(Saved entries)
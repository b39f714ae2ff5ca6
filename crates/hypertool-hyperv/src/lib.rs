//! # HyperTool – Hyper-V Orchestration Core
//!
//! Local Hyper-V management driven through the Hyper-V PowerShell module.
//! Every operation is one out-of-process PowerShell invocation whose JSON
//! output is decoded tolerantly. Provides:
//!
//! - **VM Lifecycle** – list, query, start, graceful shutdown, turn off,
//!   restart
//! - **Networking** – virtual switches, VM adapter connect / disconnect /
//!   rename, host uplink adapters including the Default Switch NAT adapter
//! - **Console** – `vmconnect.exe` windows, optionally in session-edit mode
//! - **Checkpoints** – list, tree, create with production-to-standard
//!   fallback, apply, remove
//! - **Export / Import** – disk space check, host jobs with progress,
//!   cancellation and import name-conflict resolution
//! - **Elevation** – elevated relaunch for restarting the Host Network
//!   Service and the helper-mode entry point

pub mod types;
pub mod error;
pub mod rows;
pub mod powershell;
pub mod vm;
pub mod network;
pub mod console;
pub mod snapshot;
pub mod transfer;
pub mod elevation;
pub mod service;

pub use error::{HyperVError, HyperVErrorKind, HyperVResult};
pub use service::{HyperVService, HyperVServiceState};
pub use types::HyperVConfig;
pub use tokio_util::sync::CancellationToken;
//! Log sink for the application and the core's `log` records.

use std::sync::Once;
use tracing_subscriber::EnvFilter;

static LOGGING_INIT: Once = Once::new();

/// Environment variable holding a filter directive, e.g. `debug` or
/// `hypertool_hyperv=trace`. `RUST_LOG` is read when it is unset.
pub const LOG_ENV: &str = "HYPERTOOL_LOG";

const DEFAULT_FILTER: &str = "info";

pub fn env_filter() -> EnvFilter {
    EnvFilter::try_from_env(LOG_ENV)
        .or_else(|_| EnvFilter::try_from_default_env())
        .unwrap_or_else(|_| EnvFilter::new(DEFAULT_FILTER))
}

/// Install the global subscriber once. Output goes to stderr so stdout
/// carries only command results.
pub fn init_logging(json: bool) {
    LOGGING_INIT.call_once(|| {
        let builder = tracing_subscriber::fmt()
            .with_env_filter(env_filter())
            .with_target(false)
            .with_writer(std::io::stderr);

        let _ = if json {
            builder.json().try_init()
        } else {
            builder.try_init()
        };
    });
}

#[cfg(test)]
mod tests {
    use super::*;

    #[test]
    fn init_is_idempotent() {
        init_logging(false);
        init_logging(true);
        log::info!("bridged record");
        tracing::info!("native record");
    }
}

---

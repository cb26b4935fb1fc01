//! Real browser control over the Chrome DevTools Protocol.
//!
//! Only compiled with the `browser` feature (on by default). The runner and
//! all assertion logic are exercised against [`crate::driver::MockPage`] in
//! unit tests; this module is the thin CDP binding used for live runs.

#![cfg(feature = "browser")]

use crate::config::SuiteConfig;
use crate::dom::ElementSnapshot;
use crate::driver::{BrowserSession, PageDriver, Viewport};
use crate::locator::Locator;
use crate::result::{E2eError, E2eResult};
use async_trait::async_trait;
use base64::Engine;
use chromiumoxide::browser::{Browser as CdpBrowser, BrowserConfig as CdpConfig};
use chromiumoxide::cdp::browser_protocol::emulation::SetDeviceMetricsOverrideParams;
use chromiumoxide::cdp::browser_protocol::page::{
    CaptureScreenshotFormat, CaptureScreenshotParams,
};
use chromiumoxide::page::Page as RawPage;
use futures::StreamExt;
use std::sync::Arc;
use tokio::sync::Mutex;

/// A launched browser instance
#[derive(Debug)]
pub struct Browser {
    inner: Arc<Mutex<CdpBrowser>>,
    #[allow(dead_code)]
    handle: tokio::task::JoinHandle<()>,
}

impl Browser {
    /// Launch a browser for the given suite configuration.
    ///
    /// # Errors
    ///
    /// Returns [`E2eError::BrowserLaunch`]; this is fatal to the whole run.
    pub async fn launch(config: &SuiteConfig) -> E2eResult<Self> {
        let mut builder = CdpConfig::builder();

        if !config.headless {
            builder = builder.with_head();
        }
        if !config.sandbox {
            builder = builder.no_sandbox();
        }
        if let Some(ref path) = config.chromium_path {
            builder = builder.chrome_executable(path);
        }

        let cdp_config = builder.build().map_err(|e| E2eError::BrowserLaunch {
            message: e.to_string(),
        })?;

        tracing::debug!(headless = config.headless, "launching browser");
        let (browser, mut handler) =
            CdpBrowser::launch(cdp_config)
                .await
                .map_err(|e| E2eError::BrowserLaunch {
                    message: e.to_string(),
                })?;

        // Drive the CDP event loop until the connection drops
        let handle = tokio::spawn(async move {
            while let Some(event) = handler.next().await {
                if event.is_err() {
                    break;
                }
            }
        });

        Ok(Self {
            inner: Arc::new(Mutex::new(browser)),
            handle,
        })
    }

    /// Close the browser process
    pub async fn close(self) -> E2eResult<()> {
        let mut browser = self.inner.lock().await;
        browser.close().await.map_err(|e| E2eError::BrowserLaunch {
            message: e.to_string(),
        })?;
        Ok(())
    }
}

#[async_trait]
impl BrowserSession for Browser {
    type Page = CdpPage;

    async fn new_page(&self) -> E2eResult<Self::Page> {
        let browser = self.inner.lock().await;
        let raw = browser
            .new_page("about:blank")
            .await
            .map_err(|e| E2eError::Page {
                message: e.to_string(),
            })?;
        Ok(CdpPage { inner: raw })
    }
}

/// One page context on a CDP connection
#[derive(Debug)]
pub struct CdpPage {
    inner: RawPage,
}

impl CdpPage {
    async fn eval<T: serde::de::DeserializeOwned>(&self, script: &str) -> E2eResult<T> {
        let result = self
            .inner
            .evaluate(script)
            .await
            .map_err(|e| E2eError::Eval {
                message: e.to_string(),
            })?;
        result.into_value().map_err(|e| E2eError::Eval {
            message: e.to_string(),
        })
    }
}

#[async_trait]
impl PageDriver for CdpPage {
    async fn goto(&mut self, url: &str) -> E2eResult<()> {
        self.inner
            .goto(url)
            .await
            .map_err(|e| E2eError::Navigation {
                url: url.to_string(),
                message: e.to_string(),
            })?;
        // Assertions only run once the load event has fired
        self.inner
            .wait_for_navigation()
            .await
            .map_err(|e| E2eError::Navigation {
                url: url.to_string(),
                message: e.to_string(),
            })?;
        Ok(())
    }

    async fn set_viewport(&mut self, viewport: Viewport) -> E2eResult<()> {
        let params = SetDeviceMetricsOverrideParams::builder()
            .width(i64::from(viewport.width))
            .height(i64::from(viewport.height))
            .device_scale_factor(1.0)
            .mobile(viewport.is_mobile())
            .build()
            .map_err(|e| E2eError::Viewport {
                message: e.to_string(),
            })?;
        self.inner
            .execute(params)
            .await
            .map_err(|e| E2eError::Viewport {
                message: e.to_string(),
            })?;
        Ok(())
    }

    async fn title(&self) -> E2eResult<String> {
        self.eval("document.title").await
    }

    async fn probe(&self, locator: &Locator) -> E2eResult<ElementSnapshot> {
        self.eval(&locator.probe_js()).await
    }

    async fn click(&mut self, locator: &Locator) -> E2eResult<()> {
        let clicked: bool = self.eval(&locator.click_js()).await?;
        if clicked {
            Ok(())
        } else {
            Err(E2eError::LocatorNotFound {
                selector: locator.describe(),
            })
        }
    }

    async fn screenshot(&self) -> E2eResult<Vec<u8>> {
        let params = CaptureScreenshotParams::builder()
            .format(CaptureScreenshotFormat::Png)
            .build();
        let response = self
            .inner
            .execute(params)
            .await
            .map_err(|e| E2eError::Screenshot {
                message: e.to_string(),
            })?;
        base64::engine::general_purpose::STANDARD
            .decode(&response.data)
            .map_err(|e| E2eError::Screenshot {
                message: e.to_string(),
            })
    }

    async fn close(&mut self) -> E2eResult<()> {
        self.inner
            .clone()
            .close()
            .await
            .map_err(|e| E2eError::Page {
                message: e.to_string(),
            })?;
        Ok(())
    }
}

...

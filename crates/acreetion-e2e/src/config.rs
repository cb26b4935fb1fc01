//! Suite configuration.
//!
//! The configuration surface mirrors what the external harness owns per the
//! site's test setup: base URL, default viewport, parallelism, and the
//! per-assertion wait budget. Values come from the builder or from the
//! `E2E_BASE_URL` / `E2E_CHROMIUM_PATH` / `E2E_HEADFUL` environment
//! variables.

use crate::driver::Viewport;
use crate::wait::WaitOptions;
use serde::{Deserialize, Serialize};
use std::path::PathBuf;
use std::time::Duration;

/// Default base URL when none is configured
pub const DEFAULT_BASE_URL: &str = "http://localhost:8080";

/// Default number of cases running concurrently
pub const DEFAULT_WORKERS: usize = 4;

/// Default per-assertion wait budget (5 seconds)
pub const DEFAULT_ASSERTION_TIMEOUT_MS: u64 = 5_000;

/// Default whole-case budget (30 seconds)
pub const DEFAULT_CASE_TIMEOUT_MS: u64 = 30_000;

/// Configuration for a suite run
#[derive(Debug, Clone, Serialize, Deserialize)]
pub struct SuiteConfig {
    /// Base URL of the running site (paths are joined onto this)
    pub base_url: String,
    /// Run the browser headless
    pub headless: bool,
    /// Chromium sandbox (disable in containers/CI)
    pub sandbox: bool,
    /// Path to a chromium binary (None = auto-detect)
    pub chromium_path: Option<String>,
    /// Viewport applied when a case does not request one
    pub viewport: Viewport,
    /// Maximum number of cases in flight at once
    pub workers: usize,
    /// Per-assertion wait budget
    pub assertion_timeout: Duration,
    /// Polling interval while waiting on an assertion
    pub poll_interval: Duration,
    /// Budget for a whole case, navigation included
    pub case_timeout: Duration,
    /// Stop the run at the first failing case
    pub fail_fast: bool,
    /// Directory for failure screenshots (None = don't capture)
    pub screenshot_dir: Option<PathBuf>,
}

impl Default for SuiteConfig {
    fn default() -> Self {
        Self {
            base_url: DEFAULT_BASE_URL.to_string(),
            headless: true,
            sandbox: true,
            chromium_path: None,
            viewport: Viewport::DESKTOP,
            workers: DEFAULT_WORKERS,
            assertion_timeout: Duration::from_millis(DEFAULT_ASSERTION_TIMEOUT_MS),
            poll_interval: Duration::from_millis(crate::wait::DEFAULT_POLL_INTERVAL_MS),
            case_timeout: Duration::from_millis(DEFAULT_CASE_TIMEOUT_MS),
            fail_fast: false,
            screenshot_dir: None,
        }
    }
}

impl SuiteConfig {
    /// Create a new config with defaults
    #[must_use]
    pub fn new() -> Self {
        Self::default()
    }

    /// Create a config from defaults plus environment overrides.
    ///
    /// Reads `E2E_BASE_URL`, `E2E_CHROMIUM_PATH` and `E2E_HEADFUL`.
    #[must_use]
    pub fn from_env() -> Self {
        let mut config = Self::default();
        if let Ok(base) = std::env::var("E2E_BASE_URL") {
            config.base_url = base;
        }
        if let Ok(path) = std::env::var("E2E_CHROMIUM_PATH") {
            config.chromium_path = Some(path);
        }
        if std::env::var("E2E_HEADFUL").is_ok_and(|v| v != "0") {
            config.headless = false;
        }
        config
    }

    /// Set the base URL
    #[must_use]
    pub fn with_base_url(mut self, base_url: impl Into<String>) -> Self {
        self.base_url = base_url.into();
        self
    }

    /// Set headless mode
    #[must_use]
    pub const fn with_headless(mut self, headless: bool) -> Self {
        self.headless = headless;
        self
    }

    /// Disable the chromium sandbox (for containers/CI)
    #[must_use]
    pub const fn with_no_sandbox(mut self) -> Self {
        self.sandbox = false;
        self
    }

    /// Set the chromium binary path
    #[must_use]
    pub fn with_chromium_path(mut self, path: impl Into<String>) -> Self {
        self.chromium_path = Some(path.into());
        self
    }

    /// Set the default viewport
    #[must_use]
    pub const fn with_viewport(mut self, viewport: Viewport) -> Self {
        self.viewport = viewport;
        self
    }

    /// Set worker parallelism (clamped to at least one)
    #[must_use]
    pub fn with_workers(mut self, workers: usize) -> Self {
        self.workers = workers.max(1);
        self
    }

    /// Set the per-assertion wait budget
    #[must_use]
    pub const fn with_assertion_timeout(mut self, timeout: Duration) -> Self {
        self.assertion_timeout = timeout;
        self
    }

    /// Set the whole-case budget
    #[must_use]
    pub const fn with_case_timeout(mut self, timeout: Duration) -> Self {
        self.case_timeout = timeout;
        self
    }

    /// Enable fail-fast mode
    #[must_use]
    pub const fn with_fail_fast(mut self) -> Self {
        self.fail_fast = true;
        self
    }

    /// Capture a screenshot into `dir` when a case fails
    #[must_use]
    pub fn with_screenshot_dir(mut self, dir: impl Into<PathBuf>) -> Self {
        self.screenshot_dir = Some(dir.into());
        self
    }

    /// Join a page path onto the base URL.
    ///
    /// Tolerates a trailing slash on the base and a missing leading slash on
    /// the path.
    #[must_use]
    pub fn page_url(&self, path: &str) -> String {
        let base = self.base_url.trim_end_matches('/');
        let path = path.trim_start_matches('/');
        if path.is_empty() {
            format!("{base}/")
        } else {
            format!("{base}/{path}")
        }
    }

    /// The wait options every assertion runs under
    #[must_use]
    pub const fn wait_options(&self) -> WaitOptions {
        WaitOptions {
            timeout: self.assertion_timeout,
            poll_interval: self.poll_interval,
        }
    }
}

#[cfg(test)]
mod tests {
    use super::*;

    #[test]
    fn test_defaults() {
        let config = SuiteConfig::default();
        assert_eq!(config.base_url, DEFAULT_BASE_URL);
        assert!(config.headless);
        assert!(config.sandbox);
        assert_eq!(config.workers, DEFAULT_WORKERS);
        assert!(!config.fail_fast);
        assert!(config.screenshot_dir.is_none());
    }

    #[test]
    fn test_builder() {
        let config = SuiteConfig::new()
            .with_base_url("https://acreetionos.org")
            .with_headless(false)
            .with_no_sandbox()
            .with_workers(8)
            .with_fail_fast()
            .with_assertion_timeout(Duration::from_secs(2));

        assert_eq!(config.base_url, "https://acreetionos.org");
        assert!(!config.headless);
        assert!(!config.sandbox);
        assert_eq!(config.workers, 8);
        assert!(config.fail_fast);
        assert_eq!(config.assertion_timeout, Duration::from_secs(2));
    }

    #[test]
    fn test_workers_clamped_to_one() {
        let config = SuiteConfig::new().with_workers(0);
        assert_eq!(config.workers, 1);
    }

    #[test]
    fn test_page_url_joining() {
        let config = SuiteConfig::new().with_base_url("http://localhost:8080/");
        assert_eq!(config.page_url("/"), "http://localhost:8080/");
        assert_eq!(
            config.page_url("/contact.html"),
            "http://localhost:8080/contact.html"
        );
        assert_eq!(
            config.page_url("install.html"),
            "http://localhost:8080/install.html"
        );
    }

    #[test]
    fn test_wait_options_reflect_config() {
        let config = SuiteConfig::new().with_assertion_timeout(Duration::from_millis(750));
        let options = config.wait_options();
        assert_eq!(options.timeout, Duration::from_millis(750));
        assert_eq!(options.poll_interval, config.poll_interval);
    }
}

* **YOUR GOAL**
I'd like the lines above from the one with "let mut config = Self::default();" up to and including the one with "config.chromium_path = Some(path);" copied exactly, with no other lines.

* **THE COMPLETED TASK**
        let mut config = Self::default();
        if let Ok(base) = std::env::var("E2E_BASE_URL") {
            config.base_url = base;
        }
        if let Ok(path) = std::env::var("E2E_CHROMIUM_PATH") {
            config.chromium_path = Some(path);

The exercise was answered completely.